April 2026 Market Update
Economic Climate:
Inflation: elevated but volatile
Inflation is running around ~3.3% year-over-year, remaining above the Fed’s target. Energy prices—particularly oil—have been the primary driver of recent volatility. Core inflation continues to show stickiness, signaling underlying price pressures remain intact.
Fed policy: holding steady, data-dependent
The Federal Reserve is maintaining a “higher for longer” stance as it monitors inflation trends. While rate cuts are still possible later in 2026, they depend heavily on clearer disinflation. Market expectations remain divided, leading to ongoing rate volatility.
Labor market: stable but softening
The labor market remains relatively strong, with unemployment around 4.3%. However, job growth has begun to slow across several sectors. There are increasing signs that hiring demand is cooling, particularly in interest rate-sensitive industries.
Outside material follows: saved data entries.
use std::error::Error;
use std::path::PathBuf;

use clap::Parser;
use tracing_subscriber::EnvFilter;

use skyhop::airborne::AirborneKind;
use skyhop::app::{SimApp, SimSettings};
use skyhop::config::Tuning;

#[derive(Parser)]
#[command(name = "skyhop", about = "Headless platformer movement demo")]
struct Args {
    /// Tuning file (TOML). Missing sections keep their defaults.
    #[arg(long)]
    config: Option<PathBuf>,

    /// Length of the run in seconds
    #[arg(long, default_value_t = 9.0)]
    seconds: f32,

    /// Nominal frame rate
    #[arg(long, default_value_t = 60.0)]
    fps: f32,

    /// Frame time wobble, as a fraction of the nominal frame time
    #[arg(long, default_value_t = 0.3)]
    jitter: f32,

    /// Airborne action selected at start
    #[arg(long, value_enum)]
    airborne: Option<AirborneKind>,

    /// Print the effective tuning as TOML and exit
    #[arg(long)]
    dump_config: bool,
}

fn main() -> Result<(), Box<dyn Error>> {
    tracing_subscriber::fmt()
        .with_env_filter(
            EnvFilter::try_from_default_env().unwrap_or_else(|_| EnvFilter::new("info")),
        )
        .init();

    let args = Args::parse();

    let mut tuning = match &args.config {
        Some(path) => Tuning::load(path)?,
        None => Tuning::default(),
    };
    if let Some(kind) = args.airborne {
        tuning.airborne.action = kind;
    }

    if args.dump_config {
        print!("{}", tuning.to_toml()?);
        return Ok(());
    }

    let settings = SimSettings {
        seconds: args.seconds,
        fps: args.fps,
        jitter: args.jitter,
    };
    let mut app = SimApp::new(tuning, settings)?;
    let summary = app.run();

    for (label, frames) in &summary.label_frames {
        println!("{label:>12}: {frames} frames");
    }
    let path: Vec<&str> = summary.visited.iter().map(|s| s.label()).collect();
    println!("{}", path.join(" -> "));

    Ok(())
}
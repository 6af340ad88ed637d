use std::collections::HashSet;

use glam::Vec2;

#[derive(Debug, Clone, Copy, PartialEq, Eq, Hash)]
pub enum Axis {
    Horizontal,
    Vertical,
}

#[derive(Debug, Clone, Copy, PartialEq, Eq, Hash)]
pub enum Button {
    Jump,
    Sprint,
    /// Airborne action trigger (aim-jump / glide).
    Fire,
    SelectJumpToMouse,
    SelectGlide,
}

/// Polled input, as provided by whatever samples the real devices.
pub trait InputSource {
    /// Axis value in `[-1, 1]`.
    fn axis(&self, axis: Axis) -> f32;
    fn button_held(&self, button: Button) -> bool;
    /// Went down this frame.
    fn button_pressed(&self, button: Button) -> bool;
    /// World-space aim point.
    fn aim_target(&self) -> Vec2;
}

/// One frame's worth of input, copied out of an [`InputSource`] so every
/// hook in the frame (and every physics step until the next frame) sees the
/// same values.
#[derive(Debug, Clone, Default, PartialEq)]
pub struct InputFrame {
    pub horizontal: f32,
    pub vertical: f32,
    pub held: HashSet<Button>,
    pub pressed: HashSet<Button>,
    pub aim: Vec2,
}

const BUTTONS: [Button; 5] = [
    Button::Jump,
    Button::Sprint,
    Button::Fire,
    Button::SelectJumpToMouse,
    Button::SelectGlide,
];

impl InputFrame {
    pub fn sample(source: &impl InputSource) -> Self {
        Self {
            horizontal: source.axis(Axis::Horizontal).clamp(-1.0, 1.0),
            vertical: source.axis(Axis::Vertical).clamp(-1.0, 1.0),
            held: BUTTONS.into_iter().filter(|&b| source.button_held(b)).collect(),
            pressed: BUTTONS.into_iter().filter(|&b| source.button_pressed(b)).collect(),
            aim: source.aim_target(),
        }
    }

    pub fn with_axes(mut self, horizontal: f32, vertical: f32) -> Self {
        self.horizontal = horizontal;
        self.vertical = vertical;
        self
    }

    pub fn holding(mut self, button: Button) -> Self {
        self.held.insert(button);
        self
    }

    /// Held and pressed this frame.
    pub fn pressing(mut self, button: Button) -> Self {
        self.held.insert(button);
        self.pressed.insert(button);
        self
    }

    pub fn aiming_at(mut self, aim: Vec2) -> Self {
        self.aim = aim;
        self
    }
}

impl InputSource for InputFrame {
    fn axis(&self, axis: Axis) -> f32 {
        match axis {
            Axis::Horizontal => self.horizontal,
            Axis::Vertical => self.vertical,
        }
    }

    fn button_held(&self, button: Button) -> bool {
        self.held.contains(&button)
    }

    fn button_pressed(&self, button: Button) -> bool {
        self.pressed.contains(&button)
    }

    fn aim_target(&self) -> Vec2 {
        self.aim
    }
}

#[cfg(test)]
mod tests {
    use super::*;

    #[test]
    fn sampling_clamps_axes() {
        let raw = InputFrame::default().with_axes(3.0, -7.0).holding(Button::Jump);
        let frame = InputFrame::sample(&raw);
        assert_eq!(frame.horizontal, 1.0);
        assert_eq!(frame.vertical, -1.0);
        assert!(frame.button_held(Button::Jump));
        assert!(!frame.button_pressed(Button::Jump));
    }
}
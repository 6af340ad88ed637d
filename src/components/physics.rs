use glam::Vec2;

/// The rigid body a controller pushes around.
///
/// Forces accumulate until the owner integrates the body; the controller never
/// integrates on its own. `drag` and `gravity_scale` are plain settings the
/// controller may swap temporarily (and must restore).
pub trait PhysicsBody {
    fn position(&self) -> Vec2;
    fn set_position(&mut self, position: Vec2);
    fn velocity(&self) -> Vec2;
    fn set_velocity(&mut self, velocity: Vec2);
    fn apply_force(&mut self, force: Vec2);
    fn drag(&self) -> f32;
    fn set_drag(&mut self, drag: f32);
    fn gravity_scale(&self) -> f32;
    fn set_gravity_scale(&mut self, scale: f32);

    /// Whether the body can be driven at all. Checked once at controller setup.
    fn is_ready(&self) -> bool {
        true
    }
}

/// Minimal 2D rigid body: point mass with a force accumulator.
#[derive(Debug, Clone, PartialEq)]
pub struct Body2D {
    pub position: Vec2,
    pub velocity: Vec2,
    /// Mass in kilograms.
    pub mass: f32,
    /// Velocity damping. Applied as vel *= (1 - drag * dt) each step.
    pub drag: f32,
    pub gravity_scale: f32,
    /// Half size of the body's collision box.
    pub half_extents: Vec2,
    pending_force: Vec2,
}

impl Body2D {
    pub fn new(position: Vec2) -> Self {
        Self {
            position,
            velocity: Vec2::ZERO,
            mass: 1.0,
            drag: 0.0,
            gravity_scale: 1.0,
            half_extents: Vec2::new(0.25, 0.7),
            pending_force: Vec2::ZERO,
        }
    }

    /// Force accumulated since the last [`integrate`](Self::integrate).
    pub fn pending_force(&self) -> Vec2 {
        self.pending_force
    }

    /// Semi-implicit Euler: velocity first, then position. Clears the force
    /// accumulator.
    pub fn integrate(&mut self, gravity: Vec2, dt: f32) {
        let accel = self.pending_force / self.mass + gravity * self.gravity_scale;
        self.velocity += accel * dt;
        let damping = (1.0 - self.drag * dt).max(0.0);
        self.velocity *= damping;
        self.position += self.velocity * dt;
        self.pending_force = Vec2::ZERO;
    }
}

impl PhysicsBody for Body2D {
    fn position(&self) -> Vec2 {
        self.position
    }

    fn set_position(&mut self, position: Vec2) {
        self.position = position;
    }

    fn velocity(&self) -> Vec2 {
        self.velocity
    }

    fn set_velocity(&mut self, velocity: Vec2) {
        self.velocity = velocity;
    }

    fn apply_force(&mut self, force: Vec2) {
        self.pending_force += force;
    }

    fn drag(&self) -> f32 {
        self.drag
    }

    fn set_drag(&mut self, drag: f32) {
        self.drag = drag;
    }

    fn gravity_scale(&self) -> f32 {
        self.gravity_scale
    }

    fn set_gravity_scale(&mut self, scale: f32) {
        self.gravity_scale = scale;
    }

    fn is_ready(&self) -> bool {
        self.mass > 0.0 && self.position.is_finite() && self.velocity.is_finite()
    }
}

/// Axis-aligned box collider for level geometry.
#[derive(Debug, Clone, Copy, PartialEq)]
pub struct Aabb {
    pub center: Vec2,
    pub half_extents: Vec2,
}

impl Aabb {
    pub fn new(center: Vec2, half_extents: Vec2) -> Self {
        Self { center, half_extents }
    }

    pub fn min(&self) -> Vec2 {
        self.center - self.half_extents
    }

    pub fn max(&self) -> Vec2 {
        self.center + self.half_extents
    }
}

/// Marker: entity is immovable level geometry.
pub struct Static;

/// Marker: geometry the character can stand on or cling to. Static geometry
/// without it still blocks the body but is invisible to the probes.
pub struct Environment;

#[cfg(test)]
mod tests {
    use super::*;
    use approx::assert_relative_eq;

    #[test]
    fn force_is_consumed_by_one_integration() {
        let mut body = Body2D::new(Vec2::ZERO);
        body.apply_force(Vec2::new(10.0, 0.0));
        body.apply_force(Vec2::new(5.0, 0.0));
        body.integrate(Vec2::ZERO, 0.1);
        assert_relative_eq!(body.velocity.x, 1.5);
        assert_eq!(body.pending_force(), Vec2::ZERO);

        body.integrate(Vec2::ZERO, 0.1);
        assert_relative_eq!(body.velocity.x, 1.5);
    }

    #[test]
    fn gravity_respects_scale() {
        let mut body = Body2D::new(Vec2::ZERO);
        body.gravity_scale = 0.5;
        body.integrate(Vec2::new(0.0, -10.0), 0.1);
        assert_relative_eq!(body.velocity.y, -0.5);
    }

    #[test]
    fn drag_slows_the_body() {
        let mut body = Body2D::new(Vec2::ZERO);
        body.velocity = Vec2::new(4.0, 0.0);
        body.drag = 5.0;
        body.integrate(Vec2::ZERO, 0.1);
        assert_relative_eq!(body.velocity.x, 2.0);
    }

    #[test]
    fn massless_body_is_not_ready() {
        let mut body = Body2D::new(Vec2::ZERO);
        assert!(body.is_ready());
        body.mass = 0.0;
        assert!(!body.is_ready());
    }
}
Growth & macro backdrop: resilient but slowing
Economic growth remains positive, supported by steady consumer spending. However, the pace of growth is gradually slowing compared to earlier periods. Geopolitical risks, particularly related to energy markets and global trade, continue to add uncertainty to the outlook.
Commercial Real Estate outlook:
Fundamentals Property
Performance is increasingly diverging by sector, with office continuing to lag while retail and industrial show more resilience. Vacancy rates are rising modestly overall, largely driven by office weakness and a surge of new multifamily supply. Rent growth has slowed across most sectors, though it remains positive in industrial and select areas of retail. Tenant demand is still present but has become more selective, with a clear preference for high-quality, well-located assets.
Capital markets
Transaction volume remains muted as buyers and sellers continue to struggle to align on pricing expectations. Cap rates are moving upward, reflecting the higher interest rate environment and increased risk premiums. Equity capital is cautious and increasingly focused on distressed opportunities as well as core-plus assets. While liquidity is still available, it is highly selective and primarily targeting stronger sectors such as industrial, multifamily, and necessity-based retail.
Debt & distress
Refinancing risk remains elevated due to the combination of higher borrowing costs and declining property valuations. The CMBS maturity wall is contributing to a rise in loan extensions, modifications, and transfers to special servicing. Office assets account for the majority of distress, particularly in secondary markets where fundamentals are weakest. Lenders are generally opting to work through restructurings rather than pursue immediate foreclosures, extending timelines for resolution.
Overall Outlook
Commercial real estate conditions are expected to remain challenged through 2026, especially within the office sector. Some improvement is likely as interest rates stabilize and capital markets gradually reopen. Distress-driven transactions should increase, helping to establish clearer price discovery across asset classes. Over the longer term, fundamentals remain strongest in sectors supported by durable demand drivers, particularly industrial and retail.
Defeasance update:
Defeasance activity trends
Defeasance volume remains relatively subdued compared to peak years, primarily due to higher interest rates limiting the economic incentive to defease. Borrowers are less inclined to prepay fixed-rate CMBS loans when replacement debt is significantly more expensive. However, activity is still occurring in cases tied to property sales where defeasance is required to facilitate transactions. Overall, volumes are steady but below historical averages.
CMBS maturity wall influence
The large wave of upcoming CMBS maturities is beginning to influence defeasance activity. Some borrowers are pursuing defeasance as part of asset sales or refinancing strategies, particularly for higher-quality assets. However, many loans are instead being extended or modified due to refinancing challenges. This dynamic is creating a mixed environment where defeasance is transaction-driven rather than rate-driven.
Overall Outlook
Defeasance activity is expected to gradually increase as market conditions stabilize and transaction volume improves. A decline in interest rates would significantly enhance the economic viability of defeasance and drive higher volumes. In the meantime, activity will likely remain tied to property sales and specific borrower situations rather than broad market incentives. Over the longer term, the resolution of distressed assets and the reopening of capital markets should support a more normalized defeasance environment.